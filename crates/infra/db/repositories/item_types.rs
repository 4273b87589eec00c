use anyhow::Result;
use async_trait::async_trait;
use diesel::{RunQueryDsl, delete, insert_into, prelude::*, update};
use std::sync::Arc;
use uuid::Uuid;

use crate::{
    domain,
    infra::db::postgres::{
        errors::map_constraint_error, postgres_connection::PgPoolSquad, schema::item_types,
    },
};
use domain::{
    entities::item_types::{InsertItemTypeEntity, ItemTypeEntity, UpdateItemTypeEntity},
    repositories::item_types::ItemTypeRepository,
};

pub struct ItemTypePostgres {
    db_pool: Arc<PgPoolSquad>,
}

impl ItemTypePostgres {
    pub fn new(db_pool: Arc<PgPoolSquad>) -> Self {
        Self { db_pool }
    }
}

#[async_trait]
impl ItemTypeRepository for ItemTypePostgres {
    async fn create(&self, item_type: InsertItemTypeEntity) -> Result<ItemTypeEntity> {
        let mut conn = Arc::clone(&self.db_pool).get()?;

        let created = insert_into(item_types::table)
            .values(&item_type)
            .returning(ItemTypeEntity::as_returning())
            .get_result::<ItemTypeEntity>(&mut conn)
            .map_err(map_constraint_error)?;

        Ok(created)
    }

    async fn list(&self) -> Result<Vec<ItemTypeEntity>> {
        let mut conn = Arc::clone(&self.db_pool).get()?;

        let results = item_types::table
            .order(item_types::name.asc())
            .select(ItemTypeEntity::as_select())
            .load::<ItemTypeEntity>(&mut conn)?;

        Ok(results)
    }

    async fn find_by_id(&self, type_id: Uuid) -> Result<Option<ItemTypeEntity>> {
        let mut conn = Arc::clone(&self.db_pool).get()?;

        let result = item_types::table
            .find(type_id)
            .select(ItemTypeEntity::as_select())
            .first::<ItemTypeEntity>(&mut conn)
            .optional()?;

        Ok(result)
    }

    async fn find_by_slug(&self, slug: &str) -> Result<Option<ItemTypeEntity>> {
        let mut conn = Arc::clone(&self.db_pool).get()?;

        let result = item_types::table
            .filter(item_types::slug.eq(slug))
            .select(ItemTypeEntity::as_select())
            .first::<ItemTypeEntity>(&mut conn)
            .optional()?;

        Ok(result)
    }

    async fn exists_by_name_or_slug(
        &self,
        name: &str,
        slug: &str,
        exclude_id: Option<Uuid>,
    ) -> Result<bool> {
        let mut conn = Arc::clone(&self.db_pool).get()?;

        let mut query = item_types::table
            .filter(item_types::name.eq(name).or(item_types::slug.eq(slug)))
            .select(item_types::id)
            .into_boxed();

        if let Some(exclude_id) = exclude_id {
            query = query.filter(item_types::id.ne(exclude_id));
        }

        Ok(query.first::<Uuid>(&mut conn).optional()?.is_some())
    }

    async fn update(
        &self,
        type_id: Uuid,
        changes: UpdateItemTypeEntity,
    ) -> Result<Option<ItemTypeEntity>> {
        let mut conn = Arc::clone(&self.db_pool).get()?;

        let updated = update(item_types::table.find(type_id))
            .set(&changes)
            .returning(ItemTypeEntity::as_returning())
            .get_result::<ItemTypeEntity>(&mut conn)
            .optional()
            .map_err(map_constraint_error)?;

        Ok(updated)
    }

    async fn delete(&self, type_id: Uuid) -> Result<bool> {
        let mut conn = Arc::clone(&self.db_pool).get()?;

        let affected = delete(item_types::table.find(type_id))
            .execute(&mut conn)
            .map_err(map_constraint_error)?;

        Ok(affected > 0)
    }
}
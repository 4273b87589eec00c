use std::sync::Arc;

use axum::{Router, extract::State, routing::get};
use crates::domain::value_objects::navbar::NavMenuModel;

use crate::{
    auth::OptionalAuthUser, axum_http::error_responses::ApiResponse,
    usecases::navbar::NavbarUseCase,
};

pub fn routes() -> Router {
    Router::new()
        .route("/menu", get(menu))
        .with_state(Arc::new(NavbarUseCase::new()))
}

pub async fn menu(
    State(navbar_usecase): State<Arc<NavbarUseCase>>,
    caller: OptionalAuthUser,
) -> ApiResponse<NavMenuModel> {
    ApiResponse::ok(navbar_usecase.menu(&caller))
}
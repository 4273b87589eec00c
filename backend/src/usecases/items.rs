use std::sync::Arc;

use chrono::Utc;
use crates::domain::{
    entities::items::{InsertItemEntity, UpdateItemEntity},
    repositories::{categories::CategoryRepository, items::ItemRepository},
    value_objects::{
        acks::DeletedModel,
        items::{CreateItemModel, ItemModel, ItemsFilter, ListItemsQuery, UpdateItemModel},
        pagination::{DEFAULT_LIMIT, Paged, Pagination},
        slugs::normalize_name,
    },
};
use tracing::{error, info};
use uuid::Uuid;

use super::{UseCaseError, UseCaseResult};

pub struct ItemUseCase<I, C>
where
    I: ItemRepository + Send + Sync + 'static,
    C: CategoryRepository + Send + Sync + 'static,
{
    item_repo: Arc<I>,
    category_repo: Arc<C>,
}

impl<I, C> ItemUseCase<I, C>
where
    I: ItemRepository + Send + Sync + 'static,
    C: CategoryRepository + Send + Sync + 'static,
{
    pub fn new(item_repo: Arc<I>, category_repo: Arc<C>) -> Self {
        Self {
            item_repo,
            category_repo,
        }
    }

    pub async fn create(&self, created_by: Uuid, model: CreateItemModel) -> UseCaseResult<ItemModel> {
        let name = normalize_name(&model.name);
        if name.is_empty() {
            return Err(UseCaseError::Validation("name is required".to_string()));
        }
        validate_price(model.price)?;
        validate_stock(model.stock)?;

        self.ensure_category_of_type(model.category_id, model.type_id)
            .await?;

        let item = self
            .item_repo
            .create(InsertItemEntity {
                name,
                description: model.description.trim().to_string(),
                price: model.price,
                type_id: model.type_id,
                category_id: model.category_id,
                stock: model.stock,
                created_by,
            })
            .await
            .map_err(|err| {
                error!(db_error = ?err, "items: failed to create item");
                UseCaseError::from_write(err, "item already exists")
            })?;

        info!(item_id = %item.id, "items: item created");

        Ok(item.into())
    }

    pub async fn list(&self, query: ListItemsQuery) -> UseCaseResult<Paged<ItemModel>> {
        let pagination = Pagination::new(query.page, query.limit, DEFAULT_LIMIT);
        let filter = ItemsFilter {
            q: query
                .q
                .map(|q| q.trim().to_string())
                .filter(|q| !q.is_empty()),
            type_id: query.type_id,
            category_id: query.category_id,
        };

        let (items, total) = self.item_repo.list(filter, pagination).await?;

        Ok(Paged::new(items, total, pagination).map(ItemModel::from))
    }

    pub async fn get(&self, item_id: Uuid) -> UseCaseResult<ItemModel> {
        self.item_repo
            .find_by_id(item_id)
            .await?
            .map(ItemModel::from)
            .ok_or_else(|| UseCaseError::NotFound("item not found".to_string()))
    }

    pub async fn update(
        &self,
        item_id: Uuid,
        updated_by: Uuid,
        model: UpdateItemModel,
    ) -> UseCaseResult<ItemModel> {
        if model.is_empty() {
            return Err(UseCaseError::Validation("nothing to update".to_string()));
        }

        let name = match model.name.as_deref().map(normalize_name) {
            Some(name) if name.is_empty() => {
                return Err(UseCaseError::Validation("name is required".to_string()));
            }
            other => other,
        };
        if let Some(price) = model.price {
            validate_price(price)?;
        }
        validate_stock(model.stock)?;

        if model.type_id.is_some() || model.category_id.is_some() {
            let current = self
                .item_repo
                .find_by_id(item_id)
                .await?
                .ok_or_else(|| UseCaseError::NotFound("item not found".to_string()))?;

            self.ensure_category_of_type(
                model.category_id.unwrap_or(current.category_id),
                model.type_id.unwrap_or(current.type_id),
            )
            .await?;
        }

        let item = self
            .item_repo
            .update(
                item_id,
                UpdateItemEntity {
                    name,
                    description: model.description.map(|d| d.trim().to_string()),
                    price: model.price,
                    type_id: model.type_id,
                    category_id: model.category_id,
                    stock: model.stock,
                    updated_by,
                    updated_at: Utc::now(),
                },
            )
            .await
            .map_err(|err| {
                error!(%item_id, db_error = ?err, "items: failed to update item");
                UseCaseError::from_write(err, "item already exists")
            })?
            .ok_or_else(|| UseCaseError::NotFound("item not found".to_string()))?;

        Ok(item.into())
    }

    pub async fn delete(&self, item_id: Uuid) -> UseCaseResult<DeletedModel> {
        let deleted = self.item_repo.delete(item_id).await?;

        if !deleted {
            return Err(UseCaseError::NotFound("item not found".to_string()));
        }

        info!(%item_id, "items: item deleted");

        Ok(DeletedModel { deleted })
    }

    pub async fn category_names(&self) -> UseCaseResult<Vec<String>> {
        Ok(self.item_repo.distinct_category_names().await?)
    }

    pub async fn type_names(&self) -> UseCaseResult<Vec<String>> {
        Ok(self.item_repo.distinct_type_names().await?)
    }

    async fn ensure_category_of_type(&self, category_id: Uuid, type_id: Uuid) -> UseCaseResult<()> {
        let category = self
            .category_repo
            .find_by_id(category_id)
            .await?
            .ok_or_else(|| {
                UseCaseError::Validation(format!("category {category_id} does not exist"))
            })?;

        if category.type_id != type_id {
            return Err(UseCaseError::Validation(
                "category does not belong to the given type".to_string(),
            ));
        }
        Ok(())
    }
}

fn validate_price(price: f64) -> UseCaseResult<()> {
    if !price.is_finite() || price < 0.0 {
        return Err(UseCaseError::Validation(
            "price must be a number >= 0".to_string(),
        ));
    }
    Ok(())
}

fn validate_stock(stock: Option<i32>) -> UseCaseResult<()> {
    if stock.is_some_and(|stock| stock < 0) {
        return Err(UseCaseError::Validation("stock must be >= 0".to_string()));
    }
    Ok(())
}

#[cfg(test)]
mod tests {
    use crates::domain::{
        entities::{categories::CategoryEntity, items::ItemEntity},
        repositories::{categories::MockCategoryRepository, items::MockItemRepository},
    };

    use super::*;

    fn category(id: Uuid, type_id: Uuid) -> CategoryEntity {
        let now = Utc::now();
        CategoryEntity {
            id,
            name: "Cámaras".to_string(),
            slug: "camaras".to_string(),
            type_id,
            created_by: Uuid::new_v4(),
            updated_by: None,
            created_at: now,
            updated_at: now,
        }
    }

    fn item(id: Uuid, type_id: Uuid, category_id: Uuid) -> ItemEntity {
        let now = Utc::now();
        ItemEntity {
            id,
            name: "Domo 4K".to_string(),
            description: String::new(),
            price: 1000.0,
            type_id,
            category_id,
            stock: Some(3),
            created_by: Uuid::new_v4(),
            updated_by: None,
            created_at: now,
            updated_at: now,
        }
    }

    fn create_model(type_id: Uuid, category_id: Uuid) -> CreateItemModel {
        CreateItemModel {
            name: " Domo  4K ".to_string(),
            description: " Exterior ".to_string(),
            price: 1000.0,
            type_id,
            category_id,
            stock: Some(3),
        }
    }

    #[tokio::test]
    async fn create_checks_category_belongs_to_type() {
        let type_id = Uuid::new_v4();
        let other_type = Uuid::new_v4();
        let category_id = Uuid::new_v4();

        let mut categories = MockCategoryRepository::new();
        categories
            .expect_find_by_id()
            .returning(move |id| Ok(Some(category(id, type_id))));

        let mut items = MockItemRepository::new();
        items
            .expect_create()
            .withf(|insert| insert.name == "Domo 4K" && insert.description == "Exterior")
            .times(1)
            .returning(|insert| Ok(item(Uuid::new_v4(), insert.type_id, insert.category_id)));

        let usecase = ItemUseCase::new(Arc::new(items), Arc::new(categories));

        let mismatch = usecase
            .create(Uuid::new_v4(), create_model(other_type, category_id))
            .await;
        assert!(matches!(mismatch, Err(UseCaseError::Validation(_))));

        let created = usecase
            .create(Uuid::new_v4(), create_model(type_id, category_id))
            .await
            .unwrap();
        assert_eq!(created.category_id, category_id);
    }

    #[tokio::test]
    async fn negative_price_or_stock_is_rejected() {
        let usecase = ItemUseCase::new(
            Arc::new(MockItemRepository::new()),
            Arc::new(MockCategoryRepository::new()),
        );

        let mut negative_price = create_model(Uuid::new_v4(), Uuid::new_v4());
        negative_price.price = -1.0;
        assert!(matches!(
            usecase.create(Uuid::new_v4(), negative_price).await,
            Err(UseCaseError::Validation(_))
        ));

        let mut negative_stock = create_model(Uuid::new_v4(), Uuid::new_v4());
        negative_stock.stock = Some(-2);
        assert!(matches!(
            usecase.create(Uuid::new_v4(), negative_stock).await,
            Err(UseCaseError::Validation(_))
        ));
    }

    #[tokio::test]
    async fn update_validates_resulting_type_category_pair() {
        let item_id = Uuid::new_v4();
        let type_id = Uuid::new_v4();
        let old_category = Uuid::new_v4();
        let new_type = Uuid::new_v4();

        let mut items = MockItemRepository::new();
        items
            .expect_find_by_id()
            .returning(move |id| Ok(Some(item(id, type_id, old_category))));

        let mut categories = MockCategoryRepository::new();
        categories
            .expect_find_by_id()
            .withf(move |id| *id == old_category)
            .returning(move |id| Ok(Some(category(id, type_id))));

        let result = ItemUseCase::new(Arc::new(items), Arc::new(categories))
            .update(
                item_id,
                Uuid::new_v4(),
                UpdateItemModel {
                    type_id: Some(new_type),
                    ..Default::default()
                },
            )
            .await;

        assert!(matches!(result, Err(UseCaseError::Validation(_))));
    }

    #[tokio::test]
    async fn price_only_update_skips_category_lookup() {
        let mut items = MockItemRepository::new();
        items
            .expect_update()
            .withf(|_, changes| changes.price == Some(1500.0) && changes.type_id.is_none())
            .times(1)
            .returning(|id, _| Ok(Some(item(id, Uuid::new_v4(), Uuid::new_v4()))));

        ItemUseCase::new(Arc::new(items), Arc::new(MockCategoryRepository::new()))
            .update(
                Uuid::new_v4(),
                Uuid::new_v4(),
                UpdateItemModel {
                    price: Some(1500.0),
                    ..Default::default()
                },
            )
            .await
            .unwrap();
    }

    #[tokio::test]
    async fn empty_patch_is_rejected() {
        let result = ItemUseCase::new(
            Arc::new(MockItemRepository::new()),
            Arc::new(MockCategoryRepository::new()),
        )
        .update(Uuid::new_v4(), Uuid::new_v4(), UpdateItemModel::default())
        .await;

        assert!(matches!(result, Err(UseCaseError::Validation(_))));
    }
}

§

Assigned task —
Using the entries above, state how many lines include the word "DeletedModel", with no other words.

Response box —
3